Pharmacological Therapy for the Prevention and Treatment of Weakness After Critical Illness: A Systematic Review*
Shepherd, Stephen J. MBBS, MRCP, FRCA, FFICM; Newman, Richard MB ChB; Brett, Stephen J. MD, FRCA, FFICM; Griffith, David M. MB ChB, MD, FRCA, FFICM; on behalf of the Enhancing Rehabilitation After Critical Illness Programme Study Investigators
Objectives: ICU-acquired weakness is a common complication of critical illness and can have significant effects upon functional status and quality of life. As part of preliminary work to inform the design of a randomized trial of a complex intervention to improve recovery from critical illness, we sought to identify pharmacological interventions that may play a role in this area.
Data Sources: We systematically reviewed the published literature relating to pharmacological intervention for the treatment and prevention of ICU-acquired weakness.
Study Selection: We searched MEDLINE, EMBASE, CINAHL+, Web of Science, and both U.S. and European trial registries up to July 2014 alongside reviews and reference lists from populations with no age or language restrictions. We included studies that reported a measure of muscle structure or physical function as an outcome measure.

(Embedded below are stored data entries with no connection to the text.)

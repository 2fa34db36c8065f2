//! Wallet management and message signing.
//!
//! # Security
//! - Private keys come from configuration, never from request input
//! - Keys are never logged or serialized

use alloy::network::EthereumWallet;
use alloy::primitives::Address;
use alloy::signers::local::PrivateKeySigner;
use alloy::signers::{Signature, Signer};

use crate::blockchain::types::{BlockchainError, BlockchainResult};
use crate::config::Secret;

/// A signing identity on the base chain.
#[derive(Debug, Clone)]
pub struct Wallet {
    signer: PrivateKeySigner,
    chain_id: u64,
}

impl Wallet {
    /// Create a wallet from a hex-encoded private key string.
    ///
    /// Accepts keys with or without the `0x` prefix.
    pub fn from_private_key(private_key_hex: &str, chain_id: u64) -> BlockchainResult<Self> {
        let key_hex = private_key_hex.trim();
        let key_hex = key_hex.strip_prefix("0x").unwrap_or(key_hex);

        let signer: PrivateKeySigner = key_hex
            .parse()
            .map_err(|e| BlockchainError::Wallet(format!("Invalid private key format: {}", e)))?;
        let signer = signer.with_chain_id(Some(chain_id));

        tracing::debug!(
            address = %signer.address(),
            chain_id = chain_id,
            "Wallet initialized"
        );

        Ok(Self { signer, chain_id })
    }

    /// Create a wallet from a configured secret.
    pub fn from_secret(secret: &Secret, chain_id: u64) -> BlockchainResult<Self> {
        Self::from_private_key(secret.expose(), chain_id)
    }

    /// Get the wallet's address.
    pub fn address(&self) -> Address {
        self.signer.address()
    }

    /// Get the chain ID this wallet is configured for.
    pub fn chain_id(&self) -> u64 {
        self.chain_id
    }

    /// Transaction-signing wallet for a provider stack.
    pub fn ethereum_wallet(&self) -> EthereumWallet {
        EthereumWallet::from(self.signer.clone())
    }

    /// Sign arbitrary message bytes (with Ethereum prefix).
    pub async fn sign_message(&self, message: &[u8]) -> BlockchainResult<Signature> {
        self.signer
            .sign_message(message)
            .await
            .map_err(|e| BlockchainError::Wallet(format!("Message signing failed: {}", e)))
    }
}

Data Extraction: We estimated pooled odds ratios and 95% CI using data extracted from published articles or where available, original data provided by the authors. Assessment of bias was performed using the Cochrane Collaboration’s risk of bias tool.
Data Synthesis: Ten studies met the inclusion criteria. The current body of evidence does not support the use of any pharmacological agent in this setting, although maintaining euglycemia may reduce the prevalence of critical illness polyneuropathy.
Conclusions: At present, no pharmacological intervention can be recommended to prevent or treat ICU-acquired weakness. Further research is required into this field to include more novel agents such as myostatin inhibitors. Challenges in the conduct of research in this area are highlighted.